Breivik wins human rights case against Norwegian government

The Oslo District Court ruled in favour of white supremacist and mass murderer Anders Behring Breivik this week, who claimed he had been subjected to degrading and inhumane treatment in prison.

Francis Dean

On Wednesday, Judge Helen Andenaes Sekulic found that Norwegian prison officials overseeing Mr Breivik's incarceration have violated an article in the European Convention of Human Rights which prohibits 'inhumane or degrading treatment or punishment'. Mr Breivik had argued that his extended periods of solitary confinement violated his human rights and were detrimental to his mental health.
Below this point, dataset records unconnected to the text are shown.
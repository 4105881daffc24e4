//! Gateway error types.
//!
//! These never leave the gateway: every variant collapses to "unavailable"
//! at the `ContentGateway` boundary after being logged.

#[derive(Debug, thiserror::Error)]
pub enum GatewayError {
    #[error("HTTP request failed: {0}")]
    HttpError(#[from] reqwest::Error),

    #[error("API error: {status} - {message}")]
    ApiError { status: u16, message: String },

    #[error("Invalid response: {0}")]
    InvalidResponse(String),

    #[error("Provider not configured: {0}")]
    NotConfigured(String),

    #[error("Serialization error: {0}")]
    SerializationError(#[from] serde_json::Error),
}

pub type Result<T> = std::result::Result<T, GatewayError>;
The Norwegian government has been instructed by the court to limit the extent of Mr Breivik's isolation in prison and to pay his legal fees of 331,000 kroner, or roughly $40,600.

Communication bans intact

However, Judge Sekulic dismissed a related claim that officials had violated Mr Breivik's right to private and family life by limiting his communications with the outside world. The government has insisted that restriction Mr Breivik's ability to receive visitors, send letters and make phone calls is essential to prevent him from encouraging others to commit acts of violent extremism. Mr Breivik is serving 21 years imprisonment for the murder of 77 people in a 2011 gun and bomb attack in Oslo, which he says was motivated by his opposition to multiculturalism and immigration in Norway.